See also  Pathe-distributed claptrap Sinister Hands (1932 - b/w).

The World Moves On (1934 - b/w) - Schmaltzy John Ford time-stretching love across the ages nonsense, made worse by Stepin Fetchit getting his hand paralysed.

Double Alibi (1940 - b/w) - Dull Universal mystery.

Pilot X (1936 - B/W) - Poverty row air ace rubbish with John Carroll.

Beloved Enemy (1936 - B/W) - Oirish twaddle, Brian Aherne plays "Dennis Riordan", basically Michael Collins, but Michael Collins if he wasn't shot. A strange romanticised alternative-history take on the Irish Civil War, which is set in the 30s and the whole Treaty thing is ignored, but hey - if you want a British officer, of course you get David Niven.

Captain Calamity (1936) - Grand National South Seas adventure with Movita, shot in a lurid colour process that lifts it to merely passable.
See also Isle of Destiny (1940), with Gilbert Roland, which because it only now exists in b/w, feels even boilerplate.

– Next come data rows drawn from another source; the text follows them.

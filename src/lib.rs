//! PayPal Classic NVP API client.
//!
//! A thin, typed wrapper around PayPal's name-value-pair (NVP) HTTP API.
//! Five operations are exposed (Express Checkout initiation, checkout
//! details, payment capture, transaction refund, and direct card charge),
//! each following the same four-step shape: build an ordered parameter
//! form, serialize it URL-encoded, POST it, decode and classify the
//! response.
//!
//! # Payment flow
//!
//! ```text
//! ┌────────────┐ SetExpressCheckout  ┌─────────────┐
//! │  Merchant  │────────────────────▶│ PayPal NVP  │──▶ TOKEN
//! │   (this    │                     │  endpoint   │
//! │   crate)   │◀───redirect_url()───┤             │
//! └─────┬──────┘   buyer approves    └─────────────┘
//!       │          on PayPal's page, returns with PAYERID
//!       │
//!       └──── DoExpressCheckoutPayment(TOKEN, PAYERID) ──▶ captured
//! ```
//!
//! `GetExpressCheckoutDetails` (optional) inspects the pending checkout;
//! `RefundTransaction` reverses a settled transaction; `DoDirectPayment`
//! charges a card without the redirect dance.
//!
//! # Quick start
//!
//! ```rust,no_run
//! use paypal_nvp::{CheckoutRequest, Config, PaypalClient};
//! use rust_decimal::Decimal;
//!
//! # async fn example() -> paypal_nvp::Result<()> {
//! // Credentials from PAYPAL_USER / PAYPAL_PASSWORD / PAYPAL_SIGNATURE;
//! // PAYPAL_SANDBOX=1 selects the sandbox endpoints.
//! let mut client = PaypalClient::new(Config::from_env())?;
//!
//! let request = CheckoutRequest::new(
//!     Decimal::new(1000, 2),
//!     "USD",
//!     "https://shop.example.com/return",
//!     "https://shop.example.com/cancel",
//! );
//! let token = client.set_express_checkout(&request).await?;
//!
//! // Send the buyer to PayPal's hosted checkout page.
//! let url = client.redirect_url(None).expect("token was just cached");
//! println!("redirect the buyer to {url}");
//!
//! // After the buyer approves, PayPal redirects back with a PAYERID.
//! let receipt = client
//!     .do_express_checkout_payment("USD", Decimal::new(1000, 2), Some(token.as_str()), Some("PAYER123"))
//!     .await?;
//! println!("transaction: {:?}", receipt.get("TRANSACTIONID"));
//! # Ok(())
//! # }
//! ```
//!
//! # Error handling
//!
//! All operations return [`Result<T>`](Result). Errors fall into three
//! classes that are never conflated: usage errors (caller mistakes, no
//! request is sent), provider errors (PayPal answered with a non-success
//! `ACK`), and transport errors (the HTTP round-trip failed).
//!
//! ```rust,no_run
//! use paypal_nvp::{CheckoutRequest, Config, PaypalClient, PaypalError};
//! use rust_decimal::Decimal;
//!
//! # async fn example() {
//! let mut client = PaypalClient::new(Config::from_env()).unwrap();
//! let request = CheckoutRequest::new(
//!     Decimal::new(1000, 2),
//!     "USD",
//!     "https://shop.example.com/return",
//!     "https://shop.example.com/cancel",
//! );
//!
//! match client.set_express_checkout(&request).await {
//!     Ok(token) => println!("checkout token: {token}"),
//!     Err(PaypalError::Provider(failure)) => {
//!         // PayPal rejected the request; detail fields are attached and
//!         // the client stores the message for later retrieval.
//!         eprintln!("rejected: {failure}");
//!     }
//!     Err(PaypalError::Transport(e)) => eprintln!("network problem: {e}"),
//!     Err(e) => eprintln!("usage error: {e}"),
//! }
//! # }
//! ```
//!
//! # Module organization
//!
//! - [`client`]: the [`PaypalClient`] and its five operations
//! - [`config`]: environment selection and merchant credentials
//! - [`nvp`]: the URL-encoded wire codec shared by every operation
//! - [`types`]: request-side models (cart items, card charges, refunds)
//! - [`error`]: the three-class error enum

#![warn(missing_docs)]
#![warn(missing_debug_implementations)]

pub mod client;
pub mod config;
pub mod error;
pub mod nvp;
pub mod types;

pub use client::PaypalClient;
pub use config::{Config, Credentials, Environment, NVP_VERSION};
pub use error::{ErrorDetail, PaypalError, ProviderFailure, Result};
pub use nvp::{Ack, NvpForm, NvpResponse};
pub use types::{
    CardCharge, CardType, CartItem, CheckoutRequest, DEFAULT_REFUND_NOTE, RefundTerms, RefundType,
};
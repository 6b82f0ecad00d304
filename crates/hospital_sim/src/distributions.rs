//! Sampling functions for inter-arrival gaps and stage service times.
//!
//! Distributions are stateless: each draw seeds its own RNG from the
//! configured seed plus the draw index, so a given scenario reproduces the
//! same sequence regardless of call order.

use rand::rngs::StdRng;
use rand::{Rng, SeedableRng};

/// Trait for sampling durations in virtual time units. `draw_index`
/// identifies the draw (arrival count or patient id); equal indices yield
/// equal samples. Samples are always non-negative; zero is a valid duration.
pub trait ServiceTimeDistribution: Send + Sync + std::fmt::Debug {
    fn sample(&self, draw_index: u64) -> f64;
}

/// Constant duration.
#[derive(Debug, Clone)]
pub struct FixedServiceTime {
    pub duration: f64,
}

impl FixedServiceTime {
    pub fn new(duration: f64) -> Self {
        Self {
            duration: duration.max(0.0),
        }
    }
}

impl ServiceTimeDistribution for FixedServiceTime {
    fn sample(&self, _draw_index: u64) -> f64 {
        self.duration
    }
}

/// Uniform duration in `[min, max]`.
#[derive(Debug, Clone)]
pub struct UniformServiceTime {
    pub min: f64,
    pub max: f64,
    pub seed: u64,
}

impl UniformServiceTime {
    pub fn new(min: f64, max: f64, seed: u64) -> Self {
        let min = min.max(0.0);
        Self {
            min,
            max: max.max(min),
            seed,
        }
    }
}

impl ServiceTimeDistribution for UniformServiceTime {
    fn sample(&self, draw_index: u64) -> f64 {
        if self.max <= self.min {
            return self.min;
        }
        let mut rng = StdRng::seed_from_u64(self.seed.wrapping_add(draw_index));
        rng.gen_range(self.min..=self.max)
    }
}

/// Exponential duration with the given mean (inverse-CDF sampling). With a
/// mean inter-arrival gap this yields a Poisson arrival process.
#[derive(Debug, Clone)]
pub struct ExponentialServiceTime {
    pub mean: f64,
    pub seed: u64,
}

impl ExponentialServiceTime {
    pub fn new(mean: f64, seed: u64) -> Self {
        Self {
            mean: mean.max(0.0),
            seed,
        }
    }
}

impl ServiceTimeDistribution for ExponentialServiceTime {
    fn sample(&self, draw_index: u64) -> f64 {
        if self.mean <= 0.0 {
            return 0.0;
        }
        let mut rng = StdRng::seed_from_u64(self.seed.wrapping_add(draw_index));
        // Sample from exponential: -ln(U) * mean, where U is uniform [0,1)
        let u: f64 = rng.gen();
        let u = u.max(1e-10); // Avoid log(0)
        -u.ln() * self.mean
    }
}
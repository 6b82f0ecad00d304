//! Periodic monitor: samples the preparation queue length and whether every
//! recovery bed is occupied, then reschedules itself.

use bevy_ecs::prelude::{Res, ResMut};

use crate::clock::{CurrentEvent, EventKind, SimulationClock};
use crate::scenario::{MonitorConfig, PreparationRooms, RecoveryBeds};
use crate::telemetry::HospitalMetrics;

pub fn monitor_tick_system(
    mut clock: ResMut<SimulationClock>,
    prep: Res<PreparationRooms>,
    recovery: Res<RecoveryBeds>,
    mut metrics: ResMut<HospitalMetrics>,
    monitor: Res<MonitorConfig>,
    event: Res<CurrentEvent>,
) {
    if event.0.kind != EventKind::MonitorTick {
        return;
    }

    metrics.record_sample(prep.0.waiting_len(), recovery.0.is_full());

    let now = clock.now();
    clock.schedule_at(now.after(monitor.interval), EventKind::MonitorTick, None);
}
//! Runs the reference scenario and prints the aggregate report as JSON.
//!
//! Set RUST_LOG=hospital_sim=debug to trace patient stage transitions.

use hospital_sim::scenario::ScenarioParams;
use hospital_sim::telemetry::HospitalMetrics;
use hospital_sim::test_helpers::run_scenario;

fn main() -> Result<(), Box<dyn std::error::Error>> {
    tracing_subscriber::fmt()
        .with_env_filter(tracing_subscriber::EnvFilter::from_default_env())
        .init();

    let params = ScenarioParams::default()
        .with_run_length(1000.0)
        .with_warm_up(100.0);

    let (world, steps) = run_scenario(&params)?;
    let metrics = world.resource::<HospitalMetrics>();

    eprintln!(
        "processed {} events: {} patients, {} departed, {} in flight",
        steps,
        metrics.total_patients,
        metrics.departed_patients,
        metrics.patients_in_flight(),
    );
    println!("{}", serde_json::to_string_pretty(&metrics.report())?);
    Ok(())
}
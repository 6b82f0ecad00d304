//! Deterministic builders shared by integration tests and benches.

use std::sync::Arc;

use bevy_ecs::prelude::{Schedule, World};

use crate::distributions::FixedServiceTime;
use crate::error::SimulationError;
use crate::runner::{initialize_simulation, run_until_end, run_with_warmup, simulation_schedule};
use crate::scenario::{build_world, ScenarioParams};

/// Scenario with constant gaps and durations: inter-arrival 25, preparation
/// 40, surgery 20, recovery 40, every patient severe. Fully deterministic.
pub fn fixed_scenario(
    preparation_rooms: usize,
    recovery_rooms: usize,
    run_length: f64,
) -> ScenarioParams {
    ScenarioParams::default()
        .with_rooms(preparation_rooms, recovery_rooms)
        .with_interarrival(Arc::new(FixedServiceTime::new(25.0)))
        .with_service_times(
            Arc::new(FixedServiceTime::new(40.0)),
            Arc::new(FixedServiceTime::new(20.0)),
            Arc::new(FixedServiceTime::new(40.0)),
        )
        .with_severe_probability(1.0)
        .with_run_length(run_length)
}

/// Build a world and schedule with the bootstrap event already queued.
pub fn build_simulation(params: &ScenarioParams) -> Result<(World, Schedule), SimulationError> {
    let mut world = build_world(params)?;
    initialize_simulation(&mut world);
    Ok((world, simulation_schedule()))
}

/// Build and run a scenario to its end time (honoring any warm-up), returning
/// the finished world and the number of events processed.
pub fn run_scenario(params: &ScenarioParams) -> Result<(World, usize), SimulationError> {
    let (mut world, mut schedule) = build_simulation(params)?;
    let steps = match params.warm_up {
        Some(warm_up) => run_with_warmup(&mut world, &mut schedule, warm_up, params.run_length)?,
        None => run_until_end(&mut world, &mut schedule)?,
    };
    Ok((world, steps))
}
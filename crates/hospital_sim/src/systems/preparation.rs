//! Preparation stage: hold a room for the sampled duration, then move on to
//! the operating theatre queue.

use bevy_ecs::prelude::{Query, Res, ResMut};

use crate::clock::{CurrentEvent, EventKind, SimulationClock};
use crate::ecs::Patient;
use crate::scenario::{PreparationRooms, SurgeryTheatre};
use crate::telemetry::HospitalMetrics;

/// The patient was granted a preparation room; hold it for the sampled
/// preparation time.
pub fn enter_preparation_system(
    mut clock: ResMut<SimulationClock>,
    patients: Query<&Patient>,
    event: Res<CurrentEvent>,
) {
    if event.0.kind != EventKind::EnterPreparation {
        return;
    }
    let Some(entity) = event.0.patient else {
        return;
    };
    let Ok(patient) = patients.get(entity) else {
        return;
    };

    let now = clock.now();
    tracing::debug!(patient = patient.id, time = now.value(), "entered preparation");
    clock.schedule_at(
        now.after(patient.durations.preparation),
        EventKind::PreparationDone,
        Some(entity),
    );
}

/// Preparation finished: release the room (waking the next waiter, if any)
/// and request the theatre. A request that sees a non-empty theatre queue
/// counts as a blocked-surgery contention event.
pub fn preparation_done_system(
    mut clock: ResMut<SimulationClock>,
    mut prep: ResMut<PreparationRooms>,
    mut surgery: ResMut<SurgeryTheatre>,
    mut metrics: ResMut<HospitalMetrics>,
    patients: Query<&Patient>,
    event: Res<CurrentEvent>,
) {
    if event.0.kind != EventKind::PreparationDone {
        return;
    }
    let Some(entity) = event.0.patient else {
        return;
    };
    let Ok(patient) = patients.get(entity) else {
        return;
    };

    let now = clock.now();
    if let Some(next) = prep.0.release(entity) {
        clock.schedule_at(now, EventKind::EnterPreparation, Some(next));
    }

    if surgery.0.waiting_len() > 0 {
        metrics.record_blocked_surgery();
        tracing::debug!(patient = patient.id, time = now.value(), "surgery request blocked behind queue");
    }
    if let Some(granted) = surgery.0.request(entity, patient.priority(), now) {
        clock.schedule_at(now, EventKind::EnterSurgery, Some(granted));
    }
}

Ellis Island (1936 - B/W) - The title is a misnomer. Another rural Chesterfield gangster snore.

We're in the Legion Now (1936 - B/W) - Cheapo Foreign Legion antics again, from Grand National, with Reginald Denny.

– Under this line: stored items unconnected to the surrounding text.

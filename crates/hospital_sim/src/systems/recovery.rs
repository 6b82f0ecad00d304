//! Recovery stage and the theatre-blocking admission guard.
//!
//! The guard couples the theatre to downstream capacity: a patient whose
//! surgery has finished keeps the theatre slot while every recovery bed is
//! occupied, re-checking once per poll interval. Only on admission is the
//! surgery counted complete and the theatre released.

use bevy_ecs::prelude::{Entity, Query, Res, ResMut};

use crate::clock::{CurrentEvent, EventKind, SimulationClock};
use crate::ecs::{Patient, PatientStage};
use crate::scenario::{RecoveryBeds, SurgeryTheatre};
use crate::telemetry::HospitalMetrics;

/// Gap between re-checks of recovery-bed availability, virtual time units.
pub const RECOVERY_POLL_INTERVAL: f64 = 1.0;

/// Admission guard shared by SurgeryDone and RecoveryCheck. The theatre slot
/// is released only after admission succeeds.
pub(crate) fn try_admit_to_recovery(
    clock: &mut SimulationClock,
    surgery: &mut SurgeryTheatre,
    recovery: &mut RecoveryBeds,
    metrics: &mut HospitalMetrics,
    entity: Entity,
    patient: &mut Patient,
) {
    let now = clock.now();
    if recovery.0.is_full() {
        patient.stage = PatientStage::WaitingForRecoveryBed;
        tracing::debug!(
            patient = patient.id,
            time = now.value(),
            "theatre held waiting for a recovery bed"
        );
        clock.schedule_at(
            now.after(RECOVERY_POLL_INTERVAL),
            EventKind::RecoveryCheck,
            Some(entity),
        );
        return;
    }

    metrics.record_completed_surgery();
    if let Some(next) = surgery.0.release(entity) {
        clock.schedule_at(now, EventKind::EnterSurgery, Some(next));
    }
    if let Some(granted) = recovery.0.request(entity, patient.priority(), now) {
        clock.schedule_at(now, EventKind::EnterRecovery, Some(granted));
    }
}

/// Periodic re-check while the theatre is blocked on recovery capacity.
pub fn recovery_check_system(
    mut clock: ResMut<SimulationClock>,
    mut surgery: ResMut<SurgeryTheatre>,
    mut recovery: ResMut<RecoveryBeds>,
    mut metrics: ResMut<HospitalMetrics>,
    mut patients: Query<&mut Patient>,
    event: Res<CurrentEvent>,
) {
    if event.0.kind != EventKind::RecoveryCheck {
        return;
    }
    let Some(entity) = event.0.patient else {
        return;
    };
    let Ok(mut patient) = patients.get_mut(entity) else {
        return;
    };

    try_admit_to_recovery(
        &mut clock,
        &mut surgery,
        &mut recovery,
        &mut metrics,
        entity,
        &mut patient,
    );
}

/// The patient was granted a recovery bed; recover for the sampled duration.
pub fn enter_recovery_system(
    mut clock: ResMut<SimulationClock>,
    mut patients: Query<&mut Patient>,
    event: Res<CurrentEvent>,
) {
    if event.0.kind != EventKind::EnterRecovery {
        return;
    }
    let Some(entity) = event.0.patient else {
        return;
    };
    let Ok(mut patient) = patients.get_mut(entity) else {
        return;
    };

    patient.stage = PatientStage::Recovering;
    let now = clock.now();
    tracing::debug!(patient = patient.id, time = now.value(), "entered recovery");
    clock.schedule_at(
        now.after(patient.durations.recovery),
        EventKind::RecoveryDone,
        Some(entity),
    );
}

/// Recovery finished: free the bed, record the sojourn and depart.
pub fn recovery_done_system(
    mut clock: ResMut<SimulationClock>,
    mut recovery: ResMut<RecoveryBeds>,
    mut metrics: ResMut<HospitalMetrics>,
    mut patients: Query<&mut Patient>,
    event: Res<CurrentEvent>,
) {
    if event.0.kind != EventKind::RecoveryDone {
        return;
    }
    let Some(entity) = event.0.patient else {
        return;
    };
    let Ok(mut patient) = patients.get_mut(entity) else {
        return;
    };

    let now = clock.now();
    if let Some(next) = recovery.0.release(entity) {
        clock.schedule_at(now, EventKind::EnterRecovery, Some(next));
    }

    patient.stage = PatientStage::Departed;
    patient.departed_at = Some(now);
    let sojourn = now.value() - patient.arrival_time.value();
    metrics.record_departure(sojourn);
    tracing::debug!(patient = patient.id, time = now.value(), sojourn, "patient departed");
}
use thiserror::Error;

/// Contract violations surfaced by the engine. The simulation is closed and
/// deterministic, so none of these are transient; there is no retry policy.
#[derive(Debug, Clone, PartialEq, Error)]
pub enum SimulationError {
    /// A sleep or schedule call was given a negative (or non-finite) delay.
    /// Fatal to the call, not the run.
    #[error("scheduling delay must be a non-negative finite number, got {delay}")]
    InvalidDelay { delay: f64 },

    /// The event queue drained before the configured end time. With the
    /// arrival generator and monitor always rescheduling themselves this
    /// cannot happen in a well-formed run.
    #[error("event queue drained before the simulation end time")]
    QueueEmpty,

    /// A facility was configured with zero capacity.
    #[error("facility capacity must be a positive integer, got {capacity}")]
    CapacityConfigInvalid { capacity: usize },
}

Great Guy (1936 - B/W) - Grand National sink themselves via inserting James Cagney into a poverty row crime pic.
See also Something to Sing About (1937 - B/w), which at least has a literal cat-fight in a boxing ring.

Behind the Headlines (-1937 - B/w) - RKO journalism filler. A duplicate review.
So here's a replacement - Forty Naughty Girls (1937 - b/w) - RKO filler.

Hot Water (1937 - B/W) - One of myriad Fox sitcoms starring the Jones family.

Murder at the Baskervilles (1937 - B/W)- Arthur Wontner playing Sherlock Holmes (based on his own stage portrayal of Sexton Blake, confusingly) in a rather stiff Silver Blaze.
See also Sherlock Holmes' Fatal Hour (1931 - B/W), The Sleeping Cardinal (1931 - b/w) and The Triumph of Sherlock Holmes (1935 - b/w). Wontner's final performance as Sherlock Holmes was in a 1943 BBC adaptation of "The Boscombe Valley Mystery" with Carleton Hobbs as Dr. Watson, who would later succeed him as Holmes on radio, perhaps the definitive radio Sherlock.

Souls at Sea (1937 - B/W) - Another period drama with Gary Cooper, about slavery. George Raft looks uncomfortable in period garb.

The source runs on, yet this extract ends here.